On account of China’s relaxation of COVID-19 restrictions and the better-than-expected performance of the advanced economies last quarter, the World Bank has reviewed its January’s 1.7 per cent growth to two per cent.

World Bank Group President, David Malpass, handed down the forecast yesterday, in a media interaction ahead of the Spring Meetings of the World Bank and International Monetary Fund (IMF).

The projection came as a peep into the April World Bank World Economic Outlook due for release this afternoon.

Malpass explained that the upward projection modifications are based on China ending its lockdown policy as well as advanced economies doing “somewhat better than expected” in the first month of this year.

The World Bank chief said the gross domestic product (GDP) of the United States is expected to grow at 1.2 per cent this year, compared to 2.1 per cent recorded last year.

One of the downsides to growth is the latest banking stress, which he said, “dampens activity” and raises concerns about growth prospects.

The crisis in the banking sector is a major talking point to the Spring Meetings with stakeholders expected to examine the implication of the potential threat of failed banks on the global financial system.

The back-to-back collapses of the United States banks and the rising tension in Switzerland have raised questions about the stability of the financial system and its weather the storm in the face of protracted economic challenges.

Some experts have called on the central banks to slow down or halt interest rate hikes and prioritise financial system stability. But the Federal Reserve System, which has expanded the liquidity line to save the banking sector, went on with a rate hike at its March meeting.

Globally, the aggressive rate increase is already walking its way through data with the United States labour market, for instance, showing signs of weakness in March.

Back home, Nigeria’s monetary policy rate (MPR) has hit a multi-decade high of 18 per cent while the maximum lending rate has surpassed 28 per cent.

Experts said the interest rate would need to be reviewed downward to give the private sector headroom. With credit to the real sector stalling or growing at a snail-speed in the past decade, manufacturing and agriculture are the albatross of the country’s output growth.

In January, the bank lowered Nigeria’s growth forecast to 2.9 per cent, following the country’s rising risks and poor performance of key sectors such as petroleum.

But its sister organisation (IMF) upgraded the country’s output growth projection to 3.2 per cent, from three per cent earlier estimation.

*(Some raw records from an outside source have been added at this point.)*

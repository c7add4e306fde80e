//! Forward- and reverse-mode differentiation over the vertex graph.
//!
//! Derivatives flow through deterministic vertices only. Probabilistic and
//! constant vertices are leaves: a random variable's value does not depend
//! differentiably on its parameters.

use std::collections::HashMap;

use crate::error::{McmcError, Result};
use crate::graph::{Graph, VertexId, VertexKind};
use crate::tensor::{self, Tensor};

/// A value paired with its tangent along the seeded direction.
#[derive(Debug, Clone)]
pub struct DualNumber {
    pub value: Tensor,
    pub tangent: Tensor,
}

/// Derivatives keyed by the vertex they are taken with respect to.
#[derive(Debug, Clone, Default)]
pub struct Derivatives {
    by_vertex: HashMap<VertexId, Tensor>,
}

impl Derivatives {
    pub fn wrt(&self, id: VertexId) -> Option<&Tensor> {
        self.by_vertex.get(&id)
    }

    pub fn len(&self) -> usize {
        self.by_vertex.len()
    }

    pub fn is_empty(&self) -> bool {
        self.by_vertex.is_empty()
    }

    pub fn into_map(self) -> HashMap<VertexId, Tensor> {
        self.by_vertex
    }

    fn accumulate(&mut self, id: VertexId, grad: Tensor) {
        self.by_vertex
            .entry(id)
            .and_modify(|existing| *existing += &grad)
            .or_insert(grad);
    }
}

/// Push tangents from `seeds` through every downstream deterministic vertex.
///
/// Returns the tangent of each vertex the seeds reach.
pub fn forward_tangents(graph: &mut Graph, seeds: &[(VertexId, Tensor)]) -> Result<Derivatives> {
    graph.refresh_all();

    let mut tangents = Derivatives::default();
    for (id, seed) in seeds {
        let shape = graph.vertex(*id)?.shape();
        if seed.shape() != shape {
            return Err(McmcError::ShapeMismatch(format!(
                "seed for vertex {} has shape {:?}, vertex has shape {:?}",
                id,
                seed.shape(),
                shape
            )));
        }
        tangents.accumulate(*id, seed.clone());
    }

    let start = seeds
        .iter()
        .map(|(id, _)| graph.topo_rank(*id))
        .min()
        .unwrap_or(graph.len());

    for &id in &graph.topological_order()[start..] {
        if tangents.wrt(id).is_some() {
            continue;
        }
        let vertex = graph.vertex(id)?;
        let VertexKind::Deterministic(op) = vertex.kind() else {
            continue;
        };

        let parent_tangents: Vec<Option<&Tensor>> =
            vertex.parents().iter().map(|p| tangents.wrt(*p)).collect();
        if parent_tangents.iter().all(Option::is_none) {
            continue;
        }

        let inputs = graph.parent_values(id);
        if let Some(tangent) = op.forward_diff(&inputs, vertex.cached_value(), &parent_tangents) {
            let tangent = tensor::broadcast_to(&tangent, vertex.shape())?;
            tangents.accumulate(id, tangent);
        }
    }

    Ok(tangents)
}

/// Directional derivative of `of` along the seeded input tangents.
pub fn forward_mode(graph: &mut Graph, seeds: &[(VertexId, Tensor)], of: VertexId) -> Result<DualNumber> {
    let tangents = forward_tangents(graph, seeds)?;
    let vertex = graph.vertex(of)?;
    let tangent = tangents
        .wrt(of)
        .cloned()
        .unwrap_or_else(|| tensor::filled(vertex.shape(), 0.0));

    Ok(DualNumber {
        value: vertex.cached_value().clone(),
        tangent,
    })
}

/// Adjoint of every vertex upstream of `of`, seeded with ones in `of`'s shape.
///
/// For a scalar output this is the gradient; otherwise it is the gradient
/// of the sum of the output's elements.
pub fn reverse_mode(graph: &mut Graph, of: VertexId) -> Result<Derivatives> {
    graph.refresh_all();

    let mut adjoints = Derivatives::default();
    let shape = graph.vertex(of)?.shape().to_vec();
    adjoints.accumulate(of, tensor::filled(&shape, 1.0));

    backpropagate(graph, &mut adjoints, graph.topo_rank(of))?;
    Ok(adjoints)
}

/// Gradient of the joint log-probability with respect to each vertex in `wrt`.
pub fn log_prob_gradient(graph: &mut Graph, wrt: &[VertexId]) -> Result<Derivatives> {
    graph.refresh_all();

    let mut adjoints = Derivatives::default();
    for index in 0..graph.len() {
        let id = VertexId(index);
        let vertex = graph.vertex(id)?;
        let VertexKind::Probabilistic(dist) = vertex.kind() else {
            continue;
        };

        let grad = dist.dlog_prob(vertex.cached_value(), &graph.parent_values(id))?;
        let parents = vertex.parents().to_vec();
        adjoints.accumulate(id, grad.wrt_value);
        for (parent, partial) in parents.into_iter().zip(grad.wrt_params) {
            adjoints.accumulate(parent, partial);
        }
    }

    let last = graph.len().saturating_sub(1);
    backpropagate(graph, &mut adjoints, last)?;

    let mut gradient = Derivatives::default();
    for &id in wrt {
        let shape = graph.vertex(id)?.shape();
        let grad = adjoints
            .wrt(id)
            .cloned()
            .unwrap_or_else(|| tensor::filled(shape, 0.0));
        gradient.accumulate(id, grad);
    }
    Ok(gradient)
}

/// Reverse sweep from topological rank `from_rank` down to the roots.
/// A vertex consumed by several children receives the sum of their adjoints.
fn backpropagate(graph: &Graph, adjoints: &mut Derivatives, from_rank: usize) -> Result<()> {
    let order = graph.topological_order();
    if order.is_empty() {
        return Ok(());
    }

    for &id in order[..=from_rank].iter().rev() {
        let Some(adjoint) = adjoints.wrt(id).cloned() else {
            continue;
        };
        let vertex = graph.vertex(id)?;
        let VertexKind::Deterministic(op) = vertex.kind() else {
            continue;
        };

        let inputs = graph.parent_values(id);
        let partials = op.reverse_diff(&inputs, vertex.cached_value(), &adjoint);
        for (parent, partial) in vertex.parents().iter().zip(partials) {
            if let Some(partial) = partial {
                adjoints.accumulate(*parent, partial);
            }
        }
    }
    Ok(())
}

/// Central finite-difference estimate of d(sum of `of`)/d`wrt`, element by element.
///
/// `wrt` must be a vertex whose value can be set. Its value is restored exactly afterwards.
pub fn finite_difference(graph: &mut Graph, wrt: VertexId, of: VertexId, eps: f64) -> Result<Tensor> {
    let original = graph.value(wrt)?.clone();
    let mut estimate = tensor::filled(original.shape(), 0.0);

    for (index, slot) in estimate.iter_mut().enumerate() {
        graph.set_value(wrt, nudged(&original, index, eps)?)?;
        let f_plus = graph.value(of)?.sum();

        graph.set_value(wrt, nudged(&original, index, -eps)?)?;
        let f_minus = graph.value(of)?.sum();

        *slot = (f_plus - f_minus) / (2.0 * eps);
    }

    graph.set_value(wrt, original)?;
    Ok(estimate)
}

fn nudged(original: &Tensor, index: usize, delta: f64) -> Result<Tensor> {
    let mut moved = original.as_standard_layout().into_owned();
    let slot = moved
        .as_slice_mut()
        .and_then(|values| values.get_mut(index))
        .ok_or_else(|| McmcError::ShapeMismatch(format!("element {} out of range", index)))?;
    *slot += delta;
    Ok(moved)
}

#[cfg(test)]
mod tests {
    use super::*;
    use crate::distributions::Distribution;
    use crate::graph::GraphBuilder;
    use crate::ops::Op;
    use crate::tensor::{from_vec, scalar};
    use ndarray::IxDyn;
    use rand::SeedableRng;
    use rand_chacha::ChaCha8Rng;

    fn at(t: &Tensor) -> f64 {
        t[IxDyn(&[])]
    }

    #[test]
    fn test_fan_in_adjoints_are_summed() {
        // y = x * x + x, dy/dx = 2x + 1
        let mut b = GraphBuilder::new();
        let x = b.scalar_constant(1.5);
        let sq = b.mul(x, x).unwrap();
        let y = b.add(sq, x).unwrap();
        let mut g = b.build(&mut ChaCha8Rng::seed_from_u64(0)).unwrap();

        let grads = reverse_mode(&mut g, y).unwrap();
        assert!((at(grads.wrt(x).unwrap()) - 4.0).abs() < 1e-12);

        let dual = forward_mode(&mut g, &[(x, scalar(1.0))], y).unwrap();
        assert!((at(&dual.value) - 3.75).abs() < 1e-12);
        assert!((at(&dual.tangent) - 4.0).abs() < 1e-12);
    }

    #[test]
    fn test_scalar_broadcast_adjoint_is_summed() {
        let mut b = GraphBuilder::new();
        let w = b.scalar_constant(0.5);
        let m = b.constant(from_vec(&[2, 2], vec![1.0, -2.0, 3.0, 4.0]).unwrap());
        let scaled = b.mul(w, m).unwrap();
        let mut g = b.build(&mut ChaCha8Rng::seed_from_u64(0)).unwrap();

        let grads = reverse_mode(&mut g, scaled).unwrap();
        let dw = grads.wrt(w).unwrap();
        assert_eq!(dw.ndim(), 0);
        assert!((at(dw) - 6.0).abs() < 1e-12);
    }

    #[test]
    fn test_forward_tangent_broadcasts_into_child_shape() {
        let mut b = GraphBuilder::new();
        let w = b.scalar_constant(2.0);
        let m = b.constant(tensor::filled(&[3], 1.0));
        let sum = b.add(w, m).unwrap();
        let mut g = b.build(&mut ChaCha8Rng::seed_from_u64(0)).unwrap();

        let dual = forward_mode(&mut g, &[(w, scalar(1.0))], sum).unwrap();
        assert_eq!(dual.tangent.shape(), &[3]);
        assert!(dual.tangent.iter().all(|&t| t == 1.0));
    }

    #[test]
    fn test_seed_shape_must_match() {
        let mut b = GraphBuilder::new();
        let w = b.scalar_constant(2.0);
        let e = b.deterministic(Op::Exp, &[w]).unwrap();
        let mut g = b.build(&mut ChaCha8Rng::seed_from_u64(0)).unwrap();
        let err = forward_mode(&mut g, &[(w, tensor::filled(&[2], 1.0))], e);
        assert!(matches!(err, Err(McmcError::ShapeMismatch(_))));
    }

    #[test]
    fn test_log_prob_gradient_through_deterministic_mean() {
        // a ~ N(0, 1), c ~ N(2a, 1): d/da = -a + 2(c - 2a)
        let mut b = GraphBuilder::new();
        let zero = b.scalar_constant(0.0);
        let one = b.scalar_constant(1.0);
        let two = b.scalar_constant(2.0);
        let a = b.probabilistic(Distribution::Gaussian, &[zero, one], &[]).unwrap();
        let mean = b.mul(two, a).unwrap();
        let c = b.probabilistic(Distribution::Gaussian, &[mean, one], &[]).unwrap();
        b.set_initial_value(a, scalar(0.3)).unwrap();
        b.set_initial_value(c, scalar(1.0)).unwrap();
        let mut g = b.build(&mut ChaCha8Rng::seed_from_u64(0)).unwrap();

        let grads = log_prob_gradient(&mut g, &[a, c]).unwrap();
        let expected_a = -0.3 + 2.0 * (1.0 - 0.6);
        let expected_c = -(1.0 - 0.6);
        assert!((at(grads.wrt(a).unwrap()) - expected_a).abs() < 1e-12);
        assert!((at(grads.wrt(c).unwrap()) - expected_c).abs() < 1e-12);
    }

    #[test]
    fn test_finite_difference_restores_value() {
        let mut b = GraphBuilder::new();
        let x = b.constant(from_vec(&[2], vec![0.1, 0.2]).unwrap());
        let y = b.deterministic(Op::Sin, &[x]).unwrap();
        let mut g = b.build(&mut ChaCha8Rng::seed_from_u64(0)).unwrap();

        let before = g.value(x).unwrap().clone();
        let fd = finite_difference(&mut g, x, y, 1e-6).unwrap();
        assert_eq!(g.value(x).unwrap(), &before);
        let fd: Vec<f64> = fd.iter().copied().collect();
        assert!((fd[0] - 0.1_f64.cos()).abs() < 1e-8);
        assert!((fd[1] - 0.2_f64.cos()).abs() < 1e-8);
    }
}
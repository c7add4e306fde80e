use ndarray::Zip;
use rand::Rng;
use rand_chacha::ChaCha8Rng;
use rand_distr::{Distribution as _, StandardNormal};

use crate::error::{McmcError, Result};
use crate::tensor::{self, Tensor};

/// Conditional distributions a probabilistic vertex can follow.
///
/// Parameters are the vertex's parents, in the order given by
/// [`Distribution::param_names`], and broadcast element-wise against the
/// vertex value.
#[derive(Debug, Clone, Copy, PartialEq, Eq)]
pub enum Distribution {
    /// Uniform on `[lower, upper)`.
    Uniform,
    /// Normal with mean `mu` and standard deviation `sigma`.
    Gaussian,
    /// Values 0.0 / 1.0 with success probability `p`.
    Bernoulli,
    /// Exponential with rate `rate` on `[0, inf)`.
    Exponential,
}

/// Partial derivatives of a log-density with respect to the value and to each parameter.
#[derive(Debug, Clone)]
pub struct LogProbGradient {
    pub wrt_value: Tensor,
    /// Reduced to each parameter's own shape.
    pub wrt_params: Vec<Tensor>,
}

impl Distribution {
    pub fn param_names(&self) -> &'static [&'static str] {
        match self {
            Distribution::Uniform => &["lower", "upper"],
            Distribution::Gaussian => &["mu", "sigma"],
            Distribution::Bernoulli => &["p"],
            Distribution::Exponential => &["rate"],
        }
    }

    pub fn param_count(&self) -> usize {
        self.param_names().len()
    }

    /// Whether the support is continuous, i.e. random-walk proposals make sense.
    pub fn is_continuous(&self) -> bool {
        !matches!(self, Distribution::Bernoulli)
    }

    /// Joint log-density of every element of `value`.
    pub fn log_prob(&self, value: &Tensor, params: &[&Tensor]) -> Result<f64> {
        let p = expand_params(self, value.shape(), params)?;

        let total = match self {
            Distribution::Uniform => Zip::from(value)
                .and(&p[0])
                .and(&p[1])
                .fold(0.0, |acc, &x, &lo, &hi| acc + uniform_logp(x, lo, hi)),
            Distribution::Gaussian => Zip::from(value)
                .and(&p[0])
                .and(&p[1])
                .fold(0.0, |acc, &x, &mu, &sigma| acc + normal_logp(x, mu, sigma)),
            Distribution::Bernoulli => Zip::from(value)
                .and(&p[0])
                .fold(0.0, |acc, &x, &prob| acc + bernoulli_logp(x, prob)),
            Distribution::Exponential => Zip::from(value)
                .and(&p[0])
                .fold(0.0, |acc, &x, &rate| acc + exponential_logp(x, rate)),
        };

        Ok(total)
    }

    pub fn dlog_prob(&self, value: &Tensor, params: &[&Tensor]) -> Result<LogProbGradient> {
        let shape = value.shape();
        let p = expand_params(self, shape, params)?;

        let (wrt_value, wrt_expanded) = match self {
            Distribution::Uniform => {
                let inside = Zip::from(value)
                    .and(&p[0])
                    .and(&p[1])
                    .map_collect(|&x, &lo, &hi| if x >= lo && x < hi { 1.0 / (hi - lo) } else { 0.0 });
                (tensor::filled(shape, 0.0), vec![inside.clone(), -inside])
            }
            Distribution::Gaussian => {
                let dx = Zip::from(value)
                    .and(&p[0])
                    .and(&p[1])
                    .map_collect(|&x, &mu, &sigma| -(x - mu) / (sigma * sigma));
                let dsigma = Zip::from(value)
                    .and(&p[0])
                    .and(&p[1])
                    .map_collect(|&x, &mu, &sigma| {
                        let diff = x - mu;
                        diff * diff / (sigma * sigma * sigma) - 1.0 / sigma
                    });
                let dmu = -&dx;
                (dx, vec![dmu, dsigma])
            }
            Distribution::Bernoulli => {
                let dp = Zip::from(value)
                    .and(&p[0])
                    .map_collect(|&x, &prob| if x > 0.5 { 1.0 / prob } else { -1.0 / (1.0 - prob) });
                (tensor::filled(shape, 0.0), vec![dp])
            }
            Distribution::Exponential => {
                let dx = Zip::from(value)
                    .and(&p[0])
                    .map_collect(|&x, &rate| if x >= 0.0 { -rate } else { 0.0 });
                let drate = Zip::from(value)
                    .and(&p[0])
                    .map_collect(|&x, &rate| if x >= 0.0 { 1.0 / rate - x } else { 0.0 });
                (dx.into_dyn(), vec![drate.into_dyn()])
            }
        };

        let wrt_params = wrt_expanded
            .iter()
            .zip(params)
            .map(|(grad, param)| tensor::sum_to(grad, param.shape()))
            .collect();

        Ok(LogProbGradient {
            wrt_value: wrt_value.into_dyn(),
            wrt_params,
        })
    }

    /// Draw a value of `shape` given the current parameter values.
    pub fn sample(&self, shape: &[usize], params: &[&Tensor], rng: &mut ChaCha8Rng) -> Result<Tensor> {
        let p = expand_params(self, shape, params)?;

        let drawn = match self {
            Distribution::Uniform => Zip::from(&p[0])
                .and(&p[1])
                .map_collect(|&lo, &hi| lo + (hi - lo) * rng.gen::<f64>()),
            Distribution::Gaussian => Zip::from(&p[0]).and(&p[1]).map_collect(|&mu, &sigma| {
                let z: f64 = StandardNormal.sample(rng);
                mu + sigma * z
            }),
            Distribution::Bernoulli => p[0].mapv(|prob| if rng.gen::<f64>() < prob { 1.0 } else { 0.0 }),
            Distribution::Exponential => p[0].mapv(|rate| -(1.0 - rng.gen::<f64>()).ln() / rate),
        };

        Ok(drawn.into_dyn())
    }
}

fn expand_params(dist: &Distribution, shape: &[usize], params: &[&Tensor]) -> Result<Vec<Tensor>> {
    if params.len() != dist.param_count() {
        return Err(McmcError::InvalidVertex(format!(
            "{:?} takes {} parameter(s), got {}",
            dist,
            dist.param_count(),
            params.len()
        )));
    }
    params.iter().map(|p| tensor::broadcast_to(p, shape)).collect()
}

fn uniform_logp(x: f64, lower: f64, upper: f64) -> f64 {
    if x >= lower && x < upper {
        -(upper - lower).ln()
    } else {
        f64::NEG_INFINITY
    }
}

pub(crate) fn normal_logp(x: f64, mu: f64, sigma: f64) -> f64 {
    let diff = x - mu;
    -0.5 * (diff * diff) / (sigma * sigma) - sigma.ln() - 0.5 * std::f64::consts::TAU.ln()
}

fn bernoulli_logp(x: f64, p: f64) -> f64 {
    if x > 0.5 {
        p.ln()
    } else {
        (1.0 - p).ln()
    }
}

fn exponential_logp(x: f64, rate: f64) -> f64 {
    if x >= 0.0 {
        rate.ln() - rate * x
    } else {
        f64::NEG_INFINITY
    }
}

With the country’s macroeconomic policies on the cusp of a major shift following next month’s leadership change, local economists say a major shift is in the offing and that the anaemic growth of the past eight years could change remarkably.

The inefficiency of the power sector, rigid foreign exchange market and unfriendly tax system, to which the Bretton Woods institutions have demanded broad and audacious reforms, are among the gridlocks to the country’s chance to accelerate growth.

This week, key leaders of the monetary and fiscal authorities will be joining the Spring Meetings to shed light on the progress the country has made in the reforms processes.